The Wilson County Joint Economic and Community Development Board approved relocating the group’s office Monday to the future Lebanon Municipal Airport terminal building next year.
The new terminal, expected to be complete in the first quarter of 2017, would be two stories and feature a large reception area, operator’s office, airport commission room, quiet rooms for pilots, conference rooms designed to hold public or private meetings and at least three offices.
The terms of the proposal include a $33,500 annual lease for the group to exclusively occupy 1,508 square feet of the 9,600-square-foot building for five years. The group would control and schedule use of the conference room, break room and patio.
Utility costs would be included in the lease cost, and the group would provide janitorial services.
“We’ve been discussing for a number of years the potential of relocating this office.
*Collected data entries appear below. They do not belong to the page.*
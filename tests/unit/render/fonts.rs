use super::*;

#[test]
fn empty_registry_without_system_fonts() {
    let fonts = FontRegistry::new(false);
    assert_eq!(fonts.face_count(), 0);
}

#[test]
fn unreadable_font_is_a_validation_error() {
    let mut fonts = FontRegistry::new(false);
    let err = fonts.load_file(Path::new("/no/such/font.ttf")).unwrap_err();
    assert!(matches!(err, LottieError::Validation(_)));
}

#[test]
fn garbage_font_is_rejected_and_database_unchanged() {
    let dir = tempfile::tempdir().unwrap();
    let path = dir.path().join("broken.ttf");
    std::fs::write(&path, b"not a font").unwrap();

    let mut fonts = FontRegistry::new(false);
    let shared = fonts.database();
    assert!(fonts.load_file(&path).is_err());
    assert_eq!(fonts.face_count(), 0);
    assert_eq!(shared.len(), 0);
}
use kurbo::Shape as _;

use crate::document::model::{EllipseShape, PathShape, RectShape};
use crate::document::property::ShapePath;
use crate::foundation::core::{BezPath, Point, Rect};

const TOLERANCE: f64 = 0.1;

pub(crate) fn rect_path(rc: &RectShape, t: f64) -> BezPath {
    let p = rc.p.sample(t);
    let s = rc.s.sample(t);
    let (cx, cy) = (coord(&p, 0), coord(&p, 1));
    let (w, h) = (coord(&s, 0).abs(), coord(&s, 1).abs());
    let rect = Rect::from_center_size(Point::new(cx, cy), (w, h));
    let radius = rc.r.as_ref().map(|r| r.sample(t)).unwrap_or(0.0);
    if radius > 0.0 {
        let radius = radius.min(w.min(h) / 2.0);
        rect.to_rounded_rect(radius).to_path(TOLERANCE)
    } else {
        rect.to_path(TOLERANCE)
    }
}

pub(crate) fn ellipse_path(el: &EllipseShape, t: f64) -> BezPath {
    let p = el.p.sample(t);
    let s = el.s.sample(t);
    let ellipse = kurbo::Ellipse::new(
        Point::new(coord(&p, 0), coord(&p, 1)),
        (coord(&s, 0).abs() / 2.0, coord(&s, 1).abs() / 2.0),
        0.0,
    );
    ellipse.to_path(TOLERANCE)
}

pub(crate) fn shape_path(sh: &PathShape, t: f64) -> BezPath {
    bezier_from_shape(&sh.ks.sample(t))
}

/// Convert vertex/tangent outlines into a cubic path.
pub(crate) fn bezier_from_shape(shape: &ShapePath) -> BezPath {
    let mut path = BezPath::new();
    let n = shape.vertices.len();
    if n == 0 {
        return path;
    }
    let v = &shape.vertices;
    path.move_to(Point::new(v[0][0], v[0][1]));

    let segments = if shape.closed { n } else { n - 1 };
    for i in 0..segments {
        let j = (i + 1) % n;
        let out_t = shape.out_tangents[i];
        let in_t = shape.in_tangents[j];
        path.curve_to(
            Point::new(v[i][0] + out_t[0], v[i][1] + out_t[1]),
            Point::new(v[j][0] + in_t[0], v[j][1] + in_t[1]),
            Point::new(v[j][0], v[j][1]),
        );
    }
    if shape.closed {
        path.close_path();
    }
    path
}

fn coord(v: &[f64], i: usize) -> f64 {
    v.get(i).copied().unwrap_or(0.0)
}

#[cfg(test)]
#[path = "../../tests/unit/engine/geometry.rs"]
mod tests;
The executive committee sees the potential need to add future personnel to concentrate on retail development,” said JECDB treasurer Phil Smartt.
Smartt said the group’s current lease at retail space on North Castle Heights Avenue expires in September 2017, and a 90-day notice must be given to building owners. The building is also under new ownership, and Smartt said the group could not predict future lease rates.
Lebanon Mayor Philip Craighead said the move would be an advantage to have Joint Economic and Community Development director G.C. Hixson and assistant director Tammy Stokes at one of the city’s gateways.
The Wilson County Joint Economic and Community Development Board is a governmental economic development agency focused on industrial, office, retail and business recruitment to the area.
“Wilson County has an asset in a really active regional airport. A lot of corporate planes go in and out of the Lebanon Regional Airport. We feel like this move would put us into a neutral facility. It also puts us on the front door of the corporate entity coming into Wilson County,” Smartt said.
Smartt said the slight increase from the body’s current lease rate wouldn’t have a significant impact on any of the group’s funding entities.
“The executive committee has reviewed this, and we’ve discussed it through about three meetings and have really been discussing it for about two years to do this. With the improved facility and meeting space we’ll have, we think it’s well worth the dollars,” he said.